CCDAs provided chemical supply support to the USAAF. This unglamorous task consisted primarily of issuing chemical supplies, but also included salvage operations and munition filling. CCDA units generally established supply points in the forward area and depots in the rear area. Twenty CCDAs provided significant service during World War II.
At the beginning of the war, the authorized strength of the CCDAs under TOE 3-67 was 184 Soldiers. The CCDAs ended the war with 155 Soldiers assigned to a headquarters unit and three service platoons. Each of the modular service platoons included ammunition, toxic gas, general supply, and administrative sections. The platoons could be detached or pooled to operate one large depot.
Two CCDAs were located under the India-Burma ASC in the China-Burma-India Theater--the 769th CCDA in Calcutta, India, and the 771st CCDA in Ondal, India. The 752d CCDA stored material at North Field, Guam, in support of XXI Bomber Command operations in the Pacific. The 754th CCDA (along with the 756th CCDA, located at Riseley, Bedfordshire, England) operated USAAF Station 517 at Little Heath, Suffolk, England, with a detachment that briefly filled M47A1 incendiary bombs at Warren Wood, Suffolk, in support of the 8th and 9th AFs in England. As the lines moved forward across France, the 761st CCDA operated at Barisley le Cote, France; the 762d CCDA operated at Pierrefonds, France; and the 766th CCDA operated a depot at Reims, France.
CCAMs were designed to perform third-echelon (general support) and fourth-echelon (depot level) maintenance on all USAAF CWS equipment. These units were originally created under TOE 3-47, with a strength of 123 Soldiers (4 officers and 119 enlisted men) and divided into headquarters, repair, and salvage platoons. Five CCAMs operated during World War II. By the end of the war, there were 93 personnel in the HQ gas mask repair and equipment repair platoons.
A 701st CCAM detachment, led by First Lieutenant Howard Beckstrom, was maintaining forward-deployed M47A1 mustard bombs aboard the Steamship (SS) John Harvey when it was destroyed in an air raid in Bari, Italy. Everyone onboard the ship was killed instantly, and there was no one else who was aware of the mustard gas hazard.

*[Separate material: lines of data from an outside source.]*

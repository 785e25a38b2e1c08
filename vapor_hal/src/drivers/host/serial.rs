//! High-rate serial record sink.
//!
//! Opens the configured path write-only and non-blocking; `-` routes
//! records to stdout instead. A saturated consumer drops the record
//! (`WouldBlock`), it never stalls the tick.

use std::io::Write;
use std::os::fd::OwnedFd;

use nix::errno::Errno;
use nix::fcntl::{open, OFlag};
use nix::sys::stat::Mode;
use nix::unistd::write as fd_write;

use vapor_common::io::{SerialSink, TelemetryError};

use crate::error::HalError;

#[derive(Debug)]
enum Endpoint {
    Stdout,
    Device(OwnedFd),
}

/// Line-oriented serial sink.
#[derive(Debug)]
pub struct SerialLineSink {
    endpoint: Endpoint,
}

impl SerialLineSink {
    /// Open the sink. `-` selects stdout; anything else is opened
    /// `O_WRONLY | O_NONBLOCK` (serial device, FIFO, or plain file).
    pub fn open(path: &str) -> Result<Self, HalError> {
        let endpoint = if path == "-" {
            Endpoint::Stdout
        } else {
            let fd = open(path, OFlag::O_WRONLY | OFlag::O_NONBLOCK, Mode::empty()).map_err(
                |source| HalError::SerialOpen {
                    path: path.to_owned(),
                    source,
                },
            )?;
            Endpoint::Device(fd)
        };
        Ok(Self { endpoint })
    }
}

fn write_all_fd(fd: &OwnedFd, buf: &[u8]) -> Result<(), TelemetryError> {
    match fd_write(fd, buf) {
        Ok(_) => Ok(()),
        Err(Errno::EAGAIN) => Err(TelemetryError::WouldBlock),
        Err(e) => Err(TelemetryError::Io(std::io::Error::from(e))),
    }
}

impl SerialSink for SerialLineSink {
    fn write_line(&mut self, line: &str) -> Result<(), TelemetryError> {
        match &self.endpoint {
            Endpoint::Stdout => {
                let stdout = std::io::stdout();
                let mut lock = stdout.lock();
                lock.write_all(line.as_bytes())?;
                lock.write_all(b"\n")?;
                Ok(())
            }
            Endpoint::Device(fd) => {
                write_all_fd(fd, line.as_bytes())?;
                write_all_fd(fd, b"\n")
            }
        }
    }
}
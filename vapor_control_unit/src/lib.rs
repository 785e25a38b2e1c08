//! # Vapor Control Unit Library
//!
//! Deterministic control core for the simulated VaporSur steam rig.
//! Runs a fixed 100 ms tick that latches operator input, advances the
//! plant port, classifies both process variables against the safety
//! envelope, sequences emergency shutdown, resolves the system mode,
//! assembles actuator and discrete outputs, and emits telemetry on two
//! independent channels.
//!
//! ## Architecture Levels
//!
//! 1. **SystemMode** — top-level mode ladder (Normal / Recovery /
//!    Preheat / ESD)
//! 2. **EsdPhase** — emergency shutdown sub-state-machine
//! 3. **SafetyLevel** — per-variable threshold classification
//!
//! ## Single-Writer Tick
//!
//! All mutable control state lives inside the [`cycle::ControlLoop`];
//! the tick is the only context that mutates it. Ports to the plant and
//! the telemetry sinks are injected trait objects, so the whole tick
//! body runs against fakes in tests.

#![deny(clippy::disallowed_types)]

pub mod config;
pub mod control;
pub mod cycle;
pub mod flow;
pub mod indicator;
pub mod input;
pub mod safety;
pub mod state;
pub mod telemetry;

As a result, hundreds died from exposure to the gas.
All USAAF Soldiers were issued gas masks and other associated equipment, including impregnated, chemical-protective clothing. Every vehicle was equipped with a 1!/2-quart decontamination apparatus, and each squadron was issued the standard, 3-gallon decontamination apparatus. Although power-driven decontamination apparatuses were also to be issued to each squadron, that equipment was always in short supply. The squadrons that had the equipment used it, but not always for its intended purpose. For example, the 315th Bomb Group converted their decontamination trucks into shower facilities.
Research and development in support of the air war proceeded at a rapid pace. Increased demand for larger aerial smoke screens and curtains resulted in the CWS design of the bomb-bay-mountable, 50-gallon M20 and 30-gallon M21 tanks, from which smoke was forced using a pressurized tank of carbon dioxide. Thousands of these smoke tanks were procured; however, they were not easy to use and, consequently, were discarded in 1944. Other smoke tanks that were designed and produced included the bomb-bay-mounted, 70-gallon M33; wing-mounted, 70-gallon M33A1; and heavy bomber-sized, 200-gallon M40, which could be mounted in a B-17 or B-24. But none were as popular as the 30-gallon M10 smoke tank--at least partially due to its expendability.
The 100-pound M47 was the standard, aerial-delivered, chemical bomb in 1940, but it was improved throughout the war. While the M47 was referred to as a "chemical" bomb, the filling was not limited to chemical warfare agents; the bomb could also be filled with incendiaries. The CWS procured more than 3.5 million M47 series bombs. The USAAF dropped these (generally incendiary-filled) bombs in all theaters of war from Germany to Japan. The need for a good incendiary filling for the M47 prompted the development of "napalm," which is an incendiary named for two of the chemicals used in its composition--naphthenic and palmitic acids. Full-scale production of napalm began in 1943; and by 1945, the M47A2, which carried napalm, was considered one of the most valuable bombs of the war. Other chemical bombs, ranging in size from 115 to 2,000 pounds, were procured depending upon the expected use.
Another incendiary bomb procured by the CWS was the AN-M50 series, which was modified from a British incendiary bomb. This was a small, 4-pound, magnesium-cased bomblet with a thermite core and a fuze. The bomblet burned at extremely high temperatures for up to 7 minutes. The USAAF and U.S. allies dropped more than 30 million AN-M50s (which were normally dropped in 500-pound clusters) on Europe and more than 10 million on Japan. In anticipation of a possible magnesium shortage, the CWS developed the steel-cased M54 bomb. The M54 was actually used first; the Doolittle B-25 crews, which were launched from the U.S. Ship (USS) Hornet, dropped M54s on Japan in April 1942. The constant availability of M50 bombs rendered the M54 redundant, so it was seldom issued and was declared obsolete in 1945. The 500-pound incendiary M76 bomb was also seldom issued.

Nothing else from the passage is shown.